We did not write this book in a quiet methodological era. We started with a strong computational methods plan, thought we were almost done, and then watched the AI landscape change faster than our chapter drafts. More than once.

The comic below captures that very real author experience: every time we felt “finally, this version is stable,” a new model release arrived and politely informed us that stability is a temporary concept.

Instead of treating this as a disaster, we used it as a design principle. Keep the foundations (text, network, numeric methods), integrate new AI workflows where they are genuinely useful, and make responsible use explicit at every step.

Figure. A comic-style reflection of how this book evolved alongside rapid AI changes (generated with Gemini, based on the authors’ storyline).

Data and reproducibility note

This book is designed to be reproducible with openly available project files and datasets. Most executable chapter workflows use data stored in the repository under data/, so readers can run analyses locally without relying on hidden inputs.

Some snippets are intentionally included as illustrative templates (for example, showing a generic data-loading or network-construction pattern). These are pedagogical examples and are not part of the core executed analysis chain.

For a formal data-availability and reproducibility statement, see Chapter 11.

Funding and source acknowledgment

Selected chapters in this book include materials adapted from resources developed as part of the Learning Analytics in STEM Education Research (LASER) Institute. The LASER Institute was supported by the National Science Foundation and contributed to the development of instructional materials, examples, and research-based approaches that informed portions of this work.

We gratefully acknowledge the National Science Foundation’s support for the LASER Institute and the contributions of the LASER Institute leadership team, instructors, scholars, and broader community. Any opinions, findings, conclusions, or recommendations expressed in this book are those of the authors and do not necessarily reflect the views of the National Science Foundation.

To learn more about the LASER Institute, visit https://fi.ncsu.edu/projects/laser-institute.

Who is this book for?

This book will be beginner-friendly but not for the absolute beginner. We will dedicate the initial chapters to take you to resources that will help you get started. But, to make sense of this book, you should have basic research design knowledge, basic statistical knowledge, and a basic understanding of R and RStudio.
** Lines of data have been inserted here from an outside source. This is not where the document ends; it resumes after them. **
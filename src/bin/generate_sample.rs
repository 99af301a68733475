use std::sync::Arc;

use anyhow::{Context, Result};
use arrow::array::{Date32Array, StringArray};
use arrow::datatypes::{DataType, Field, Schema};
use arrow::record_batch::RecordBatch;
use chrono::{Datelike, Duration, NaiveDate};
use parquet::arrow::ArrowWriter;

/// Minimal deterministic PRNG (xoshiro256**)
struct SimpleRng {
    state: [u64; 4],
}

impl SimpleRng {
    fn new(seed: u64) -> Self {
        let mut s = [0u64; 4];
        let mut x = seed;
        for slot in &mut s {
            x = x.wrapping_mul(6364136223846793005).wrapping_add(1);
            *slot = x;
        }
        SimpleRng { state: s }
    }

    fn next_u64(&mut self) -> u64 {
        let result = (self.state[1].wrapping_mul(5)).rotate_left(7).wrapping_mul(9);
        let t = self.state[1] << 17;
        self.state[2] ^= self.state[0];
        self.state[3] ^= self.state[1];
        self.state[1] ^= self.state[2];
        self.state[0] ^= self.state[3];
        self.state[2] ^= t;
        self.state[3] = self.state[3].rotate_left(45);
        result
    }

    fn next_f64(&mut self) -> f64 {
        (self.next_u64() >> 11) as f64 / (1u64 << 53) as f64
    }

    /// Box-Muller transform for normal distribution
    fn gauss(&mut self, mean: f64, std_dev: f64) -> f64 {
        let u1 = self.next_f64().max(1e-15);
        let u2 = self.next_f64();
        let z = (-2.0 * u1.ln()).sqrt() * (2.0 * std::f64::consts::PI * u2).cos();
        mean + std_dev * z
    }

    fn pick<'a>(&mut self, items: &[&'a str]) -> &'a str {
        items[(self.next_u64() % items.len() as u64) as usize]
    }
}

/// (day offset, extra posts at the top of the spike)
const SPIKES: &[(i64, f64)] = &[(12, 60.0), (41, 90.0), (44, 35.0), (78, 120.0), (103, 50.0)];

const TOPICS: &[&str] = &["新品發表", "客服回應", "價格調整", "門市活動", "網路評價", "限時優惠"];
const TONES: &[&str] = &["好期待", "有點失望", "大家怎麼看", "推推", "已經買了", "再觀察"];

fn posts_on(offset: i64, rng: &mut SimpleRng) -> usize {
    let weekday_boost = if offset % 7 >= 5 { 6.0 } else { 0.0 };
    let spike: f64 = SPIKES
        .iter()
        .map(|&(day, amp)| {
            let d = (offset - day) as f64;
            // sharp rise, two-day decay
            if d < 0.0 { 0.0 } else { amp * (-d / 2.0).exp() }
        })
        .sum();
    let count = rng.gauss(20.0 + weekday_boost, 4.0) + spike;
    count.max(0.0).round() as usize
}

fn main() -> Result<()> {
    let mut rng = SimpleRng::new(42);
    let start = NaiveDate::from_ymd_opt(2024, 1, 1).context("invalid start date")?;
    let n_days = 120;

    let mut dates: Vec<NaiveDate> = Vec::new();
    let mut texts: Vec<String> = Vec::new();
    for offset in 0..n_days {
        let date = start + Duration::days(offset);
        for _ in 0..posts_on(offset, &mut rng) {
            dates.push(date);
            texts.push(format!("{} {}", rng.pick(TOPICS), rng.pick(TONES)));
        }
    }

    // CSV
    let csv_path = "sample_posts.csv";
    let mut writer = csv::Writer::from_path(csv_path).context("creating CSV")?;
    writer.write_record(["date", "text"])?;
    for (date, text) in dates.iter().zip(&texts) {
        writer.write_record([date.format("%Y-%m-%d").to_string().as_str(), text.as_str()])?;
    }
    writer.flush()?;

    // Parquet
    let epoch_ce = NaiveDate::from_ymd_opt(1970, 1, 1)
        .context("invalid epoch")?
        .num_days_from_ce();
    let date_array = Date32Array::from(
        dates
            .iter()
            .map(|d| d.num_days_from_ce() - epoch_ce)
            .collect::<Vec<i32>>(),
    );
    let text_array = StringArray::from(texts.iter().map(|s| s.as_str()).collect::<Vec<_>>());

    let schema = Arc::new(Schema::new(vec![
        Field::new("date", DataType::Date32, false),
        Field::new("text", DataType::Utf8, false),
    ]));
    let batch = RecordBatch::try_new(
        schema.clone(),
        vec![Arc::new(date_array), Arc::new(text_array)],
    )
    .context("building record batch")?;

    let parquet_path = "sample_posts.parquet";
    let file = std::fs::File::create(parquet_path).context("creating parquet file")?;
    let mut writer = ArrowWriter::try_new(file, schema, None).context("creating parquet writer")?;
    writer.write(&batch).context("writing record batch")?;
    writer.close().context("closing parquet writer")?;

    println!(
        "Wrote {} posts over {n_days} days to {csv_path} and {parquet_path}",
        dates.len()
    );
    Ok(())
}
use std::ops::RangeInclusive;

use chrono::{Datelike, NaiveDate};
use eframe::egui::Ui;
use egui_plot::{GridMark, Legend, Line, MarkerShape, Plot, PlotPoint, PlotPoints, Points};

use crate::color::VOLUME_COLOR;
use crate::data::model::{DailyVolume, DATE_FORMAT};
use crate::state::AppState;

// ---------------------------------------------------------------------------
// Volume plot (central panel)
// ---------------------------------------------------------------------------

/// Render the daily volume line with peak markers.
pub fn volume_plot(ui: &mut Ui, state: &AppState, height: f32) {
    let analysis = match &state.analysis {
        Some(a) => a,
        None => {
            ui.centered_and_justified(|ui: &mut Ui| {
                ui.heading("選擇檔案以開始分析  (File → Open…)");
            });
            return;
        }
    };

    ui.heading("聲量走勢圖");

    let line_points: PlotPoints = analysis.series.days().iter().map(plot_point).collect();
    let peak_points: PlotPoints = analysis.peak_days().map(plot_point).collect();

    Plot::new("volume_plot")
        .height(height)
        .legend(Legend::default())
        .x_axis_label("日期")
        .y_axis_label("聲量")
        .x_axis_formatter(|mark: GridMark, _range: &RangeInclusive<f64>| {
            // only whole days get a label
            if mark.value.fract() != 0.0 {
                return String::new();
            }
            format_day(mark.value).unwrap_or_default()
        })
        .label_formatter(|name: &str, value: &PlotPoint| {
            let day = format_day(value.x.round()).unwrap_or_default();
            if name.is_empty() {
                format!("{day}\n聲量: {:.0}", value.y)
            } else {
                format!("{name}\n{day}\n聲量: {:.0}", value.y)
            }
        })
        .allow_boxed_zoom(true)
        .allow_drag(true)
        .allow_scroll(true)
        .allow_zoom(true)
        .show(ui, |plot_ui| {
            plot_ui.line(
                Line::new(line_points)
                    .name("聲量")
                    .color(VOLUME_COLOR)
                    .width(2.0),
            );
            plot_ui.points(
                Points::new(peak_points)
                    .name("峰值")
                    .color(VOLUME_COLOR)
                    .shape(MarkerShape::Circle)
                    .filled(true)
                    .radius(5.0),
            );
        });
}

/// Days are plotted as their day number in the common era.
fn plot_point(day: &DailyVolume) -> [f64; 2] {
    [f64::from(day.date.num_days_from_ce()), day.volume as f64]
}

fn format_day(x: f64) -> Option<String> {
    if !x.is_finite() || x < f64::from(i32::MIN) || x > f64::from(i32::MAX) {
        return None;
    }
    NaiveDate::from_num_days_from_ce_opt(x as i32).map(|d| d.format(DATE_FORMAT).to_string())
}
At the same time, this book will not be for experts or expertise. There are already many great resources that delve into the topics that we cover (e.g., Silge’s book on using text data for machine learning).

We imagine that this book can become a part of doctoral coursework for future researchers, opening the doors for new ways to look at the world for research and data. Likewise, senior and junior academics/researchers would benefit greatly from this book to help them expand their research agendas.

For researchers like ourselves, we think this book can serve as a fun summer reading to rejuvenate and get excited about new research. At the same time, we also envision this book as a guidebook to keep on the side and frequently refer to, as researchers write up their work using these new methods.

This book will provide new ways to look at the world and formulate RQs. It will guide through the research process for each new method (including, friendly data organization tips, template for writing up and sharing this. We hope that you join us in this journey and this work will help open up new doors/embark on a journey of using computational research methods.

Organization of the Book

The book is organized around four sections. Within these sections, there are specific chapters, which serve as field guide “entries” or “cases”. While the section overviews (the first chapter within each section) introduce the techniques or methodologies used in the rest of the section’s chapters, the chapters are intended to address a specific, narrow case, where we provide a sample write-up for researchers in writing their research questions, methods, results (and discussions) sections based on the analyses.